É lamentável que nesse cenário ideológico, a mulher também corrobora esse estado de coisas ao assimilar a longa construção de poder que sobre ela foi exercido. Podemos observar, por exemplo, a defesa canina de imensas quantidades de mulheres, em todas as camadas do estrato social, que defendem a monogamia e a família nuclear isolada como modelo de bem-estar social para garantia da ordem moral, como expressão, por exemplo, da vontade das religiões atuais, etc.

Com isso, temos de perceber de forma ampla, profunda e histórica que não se trata tão-somente de exaltar ou enaltecer o papel da mulher na sociedade, trata-se de que toda a forma de dominação para o exercício efetivo do poder sobre o modo de produção reside, substancialmente, na histórica determinação da construção de um modelo social que perpassou períodos até ser encastelado no sistema do capital.
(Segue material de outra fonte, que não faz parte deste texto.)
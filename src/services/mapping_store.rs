use crate::error::Result;
use crate::model::Mapping;
use crate::services::audio::DeviceCatalog;
use serde::Serialize;
use std::io::ErrorKind;
use std::path::{Path, PathBuf};
use std::sync::Arc;
use tokio::fs;
use tracing::{debug, error, info, warn};

/// Хранилище маппинга "экран -> устройство" в JSON файле.
///
/// Источник истины для маппинга: при загрузке записи с исчезнувшими
/// устройствами удаляются, и исправленный маппинг сразу сохраняется.
pub struct MappingStore {
    path: PathBuf,
    catalog: Arc<DeviceCatalog>,
}

impl MappingStore {
    pub fn new(path: impl Into<PathBuf>, catalog: Arc<DeviceCatalog>) -> Self {
        Self {
            path: path.into(),
            catalog,
        }
    }

    pub fn path(&self) -> &Path {
        &self.path
    }

    /// Отсутствующий или повреждённый файл даёт пустой маппинг
    pub async fn load(&self) -> Mapping {
        let raw = match fs::read_to_string(&self.path).await {
            Ok(raw) => raw,
            Err(e) if e.kind() == ErrorKind::NotFound => {
                error!("Файл маппинга не найден: {:?}", self.path);
                return Mapping::new();
            }
            Err(e) => {
                error!("Не удалось прочитать файл маппинга {:?}: {}", self.path, e);
                return Mapping::new();
            }
        };

        let mut mapping: Mapping = match serde_json::from_str(&raw) {
            Ok(mapping) => mapping,
            Err(e) => {
                error!(
                    "Файл маппинга пуст или повреждён: {:?} ({}). Используется пустой маппинг",
                    self.path, e
                );
                return Mapping::new();
            }
        };

        let devices = self.catalog.refresh().await;
        let removed = mapping.retain_live(&devices);

        if !removed.is_empty() {
            warn!(
                "Часть настроенных устройств больше недоступна (экраны: {}). Очищаем маппинг",
                removed.join(", ")
            );
            if let Err(e) = self.save(&mapping).await {
                error!("Не удалось сохранить очищенный маппинг: {}", e);
            }
        }

        debug!("Маппинг загружен: {} записей", mapping.len());
        mapping
    }

    /// Запись во временный файл рядом с целевым и атомарная замена
    pub async fn save(&self, mapping: &Mapping) -> Result<()> {
        if let Some(parent) = self.path.parent().filter(|p| !p.as_os_str().is_empty()) {
            fs::create_dir_all(parent).await?;
        }

        let mut buffer = Vec::new();
        let formatter = serde_json::ser::PrettyFormatter::with_indent(b"    ");
        let mut serializer = serde_json::Serializer::with_formatter(&mut buffer, formatter);
        mapping.serialize(&mut serializer)?;

        let tmp_path = self.tmp_path();
        fs::write(&tmp_path, &buffer).await?;
        fs::rename(&tmp_path, &self.path).await?;

        info!("Маппинг сохранён в {:?} ({} записей)", self.path, mapping.len());
        Ok(())
    }

    fn tmp_path(&self) -> PathBuf {
        let mut name = self
            .path
            .file_name()
            .map(|n| n.to_os_string())
            .unwrap_or_default();
        name.push(".tmp");
        self.path.with_file_name(name)
    }
}
pub mod frame;
pub mod synthetic;

pub use frame::Frame;
pub use frame::Image;
pub use frame::PixelFormat;
pub use synthetic::SyntheticSensor;
//! Single-slot holder for the most recent completed result

use std::sync::atomic::{AtomicU64, Ordering};
use std::sync::Arc;

use arc_swap::{ArcSwapOption, Guard};
use crossbeam::utils::CachePadded;

/// Holds the latest result and releases the one it replaces.
///
/// The swap is a single atomic pointer exchange, so a reader sees either
/// the old or the new value, never a mix. The cache drops its reference to
/// the superseded result inside `update`, before returning. A reader still
/// holding a [`peek`](Self::peek) guard or a [`latest`](Self::latest) handle
/// keeps that result alive until it lets go; the payload is freed by
/// whichever side drops last.
pub struct LatestResultCache<T> {
    slot: ArcSwapOption<T>,
    stats: CachePadded<Stats>,
}

#[derive(Default)]
struct Stats {
    updates: AtomicU64,
    releases: AtomicU64,
}

#[derive(Debug, Clone, Copy, Default, PartialEq, Eq)]
pub struct CacheStats {
    pub updates: u64,
    /// Results the cache let go of, by replacement or `clear`
    pub releases: u64,
}

impl<T> LatestResultCache<T> {
    pub fn new() -> Self {
        Self {
            slot: ArcSwapOption::empty(),
            stats: CachePadded::new(Stats::default()),
        }
    }

    /// Publish `result`, releasing whatever it supersedes.
    pub fn update(&self, result: T) {
        let previous = self.slot.swap(Some(Arc::new(result)));
        self.stats.updates.fetch_add(1, Ordering::Relaxed);
        if let Some(previous) = previous {
            self.stats.releases.fetch_add(1, Ordering::Relaxed);
            drop(previous);
        }
    }

    /// Borrow the current result without taking a handle to it.
    ///
    /// Keep the guard short-lived: it pins the result it points at.
    pub fn peek(&self) -> Guard<Option<Arc<T>>> {
        self.slot.load()
    }

    /// Run `f` against the current result.
    pub fn peek_with<U>(&self, f: impl FnOnce(Option<&T>) -> U) -> U {
        let guard = self.slot.load();
        f(guard.as_deref())
    }

    /// Shared handle to the current result, for callers that need to keep it.
    pub fn latest(&self) -> Option<Arc<T>> {
        self.slot.load_full()
    }

    pub fn is_empty(&self) -> bool {
        self.slot.load().is_none()
    }

    /// Release the held result, leaving the cache empty.
    pub fn clear(&self) {
        if let Some(previous) = self.slot.swap(None) {
            self.stats.releases.fetch_add(1, Ordering::Relaxed);
            drop(previous);
        }
    }

    pub fn stats(&self) -> CacheStats {
        CacheStats {
            updates: self.stats.updates.load(Ordering::Relaxed),
            releases: self.stats.releases.load(Ordering::Relaxed),
        }
    }
}

impl<T> Default for LatestResultCache<T> {
    fn default() -> Self {
        Self::new()
    }
}
use bytes::Bytes;
use serde::{Deserialize, Serialize};
use std::time::Duration;

/// One unit of sensor input moving through the pipeline.
///
/// A frame has exactly one owner at a time. Handing it to the buffer, a
/// worker or the transform moves it; whichever stage ends up holding it
/// without passing it on releases the payload when the frame is dropped.
#[derive(Debug)]
pub struct Frame<P = Image> {
    payload: P,

    /// Monotonic capture time, relative to the stream's clock origin
    timestamp: Duration,

    /// Assigned by the buffer when the frame is accepted
    sequence: u64,
}

impl<P> Frame<P> {
    pub fn new(payload: P, timestamp: Duration) -> Self {
        Self {
            payload,
            timestamp,
            sequence: 0,
        }
    }

    pub fn payload(&self) -> &P {
        &self.payload
    }

    pub fn into_payload(self) -> P {
        self.payload
    }

    pub fn timestamp(&self) -> Duration {
        self.timestamp
    }

    pub fn sequence(&self) -> u64 {
        self.sequence
    }

    pub(crate) fn set_sequence(&mut self, sequence: u64) {
        self.sequence = sequence;
    }
}

/// Raw image handed over by the capture side
#[derive(Debug, Clone)]
pub struct Image {
    /// Immutable pixel data - can be shared across threads without copying
    pub data: Bytes,
    pub width: u32,
    pub height: u32,
    pub format: PixelFormat,
}

impl Image {
    pub fn bytes_per_pixel(&self) -> usize {
        self.format.bytes_per_pixel()
    }
}

/// Pixel formats we support
#[derive(Debug, Clone, Copy, PartialEq, Eq, Serialize, Deserialize)]
#[serde(rename_all = "snake_case")]
pub enum PixelFormat {
    Gray8,
    Rgb24,
    Bgr24,
}

impl PixelFormat {
    pub fn bytes_per_pixel(self) -> usize {
        match self {
            PixelFormat::Gray8 => 1,
            PixelFormat::Rgb24 | PixelFormat::Bgr24 => 3,
        }
    }
}
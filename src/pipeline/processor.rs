//! Parallel worker pool with ordered output

use std::any::Any;
use std::panic::{self, AssertUnwindSafe};
use std::sync::{Arc, Mutex, PoisonError};
use std::thread::{self, JoinHandle};
use std::time::{Duration, Instant};

use crossbeam::channel::{self as cb, RecvTimeoutError};
use flume::Receiver;
use tracing::{debug, error, info, instrument, warn};

use super::buffer::{BoundedFrameBuffer, Enqueued};
use super::reorder::Reorderer;
use super::transform::Transform;
use crate::capture::Frame;
use crate::error::{PipelineError, Result, TransformError};

/// What happened to one frame
#[derive(Debug)]
pub enum Outcome<R> {
    Completed(R),
    Failed(TransformError),
    /// Displaced from the buffer under `DropOldest` before any worker saw it
    Evicted,
}

/// A result released by the processor, in sequence order
#[derive(Debug)]
pub struct Processed<R> {
    pub sequence: u64,
    pub outcome: Outcome<R>,
}

impl<R> Processed<R> {
    pub fn is_completed(&self) -> bool {
        matches!(self.outcome, Outcome::Completed(_))
    }

    /// Tag failures and evictions with their sequence number.
    pub fn into_result(self) -> Result<R> {
        match self.outcome {
            Outcome::Completed(value) => Ok(value),
            Outcome::Failed(source) => Err(PipelineError::TransformFailure {
                sequence: self.sequence,
                source,
            }),
            Outcome::Evicted => Err(PipelineError::Evicted {
                sequence: self.sequence,
            }),
        }
    }
}

#[derive(Debug, Clone, Copy, Default, PartialEq, Eq)]
pub struct ShutdownReport {
    pub joined: usize,
    pub abandoned: usize,
}

#[derive(Debug, Clone, Copy, Default)]
pub struct ProcessorOptions {
    pub workers: usize,
    /// Pin each worker to its own core when the platform allows it
    pub pin_workers: bool,
}

impl ProcessorOptions {
    pub fn new(workers: usize) -> Self {
        Self {
            workers,
            pin_workers: false,
        }
    }
}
A dominação sobre o corpo da mulher nos trouxe até aqui, em que todos os sistemas sociais de reprodução, sejam materiais ou simbólicos, tiveram na exploração da mulher, a base fundamental para se manterem como estruturas de poder e extorsão.

Por outro lado, o apagamento da história da mulher é um elemento ideológico importante. Já nos primeiros trechos do livro sagrado dos cristãos e judeus, a Bíblia, encontramos a narrativa da criação da mulher que é gerada a partir de uma costela de Adão. Isso representa que a mulher não tem nenhum papel histórico, ao contrário, sua história deve ser formalmente apagada, é como se ela nunca tivesse existido dos pontos de vista sociológico ou antropológico, ela é simplesmente uma criação a-histórica que merece apenas continuar a ser dominada a bem dos interesses de quem tem o direito de exploração sobre o mundo — o poder masculino.

Por isso, devemos construir a história da mulher a cada dia, a cada etapa do processo exploração nas trocas do mercado de mercadorias, a cada violência cometida, a cada discriminação, etc. A história da mulher é a composição da forma do capital em sua expressão última — a globalização, é a condição de uma nova forma social só será possível se a história da mulher for escrita com seu sangue e seu sofrimento que não pode ser escamoteado por nenhum poder masculino social.

Referência bibliográfica

(1) ENGELS, Friedrich. A origem da família, da propriedade privada e do Estado: trabalho relacionado com as investigações de L. H. Morgan. 9. ed., tradução de Leandro Konder. Rio de Janeiro: Civilização Brasileira, 1984, p. 31.

Atanásio Mykonios é graduado em Filosofia, mestre em Filosofia Social e doutorando em Ciências Sociais. É também professor adjunto na Universidade Federal dos Vales do Jequitinhonha e Mucuri (UFVJM), fundador e pesquisador do CEFIL (Centro de Estudos em Filosofia) e editor e articulista na Revista Krinos.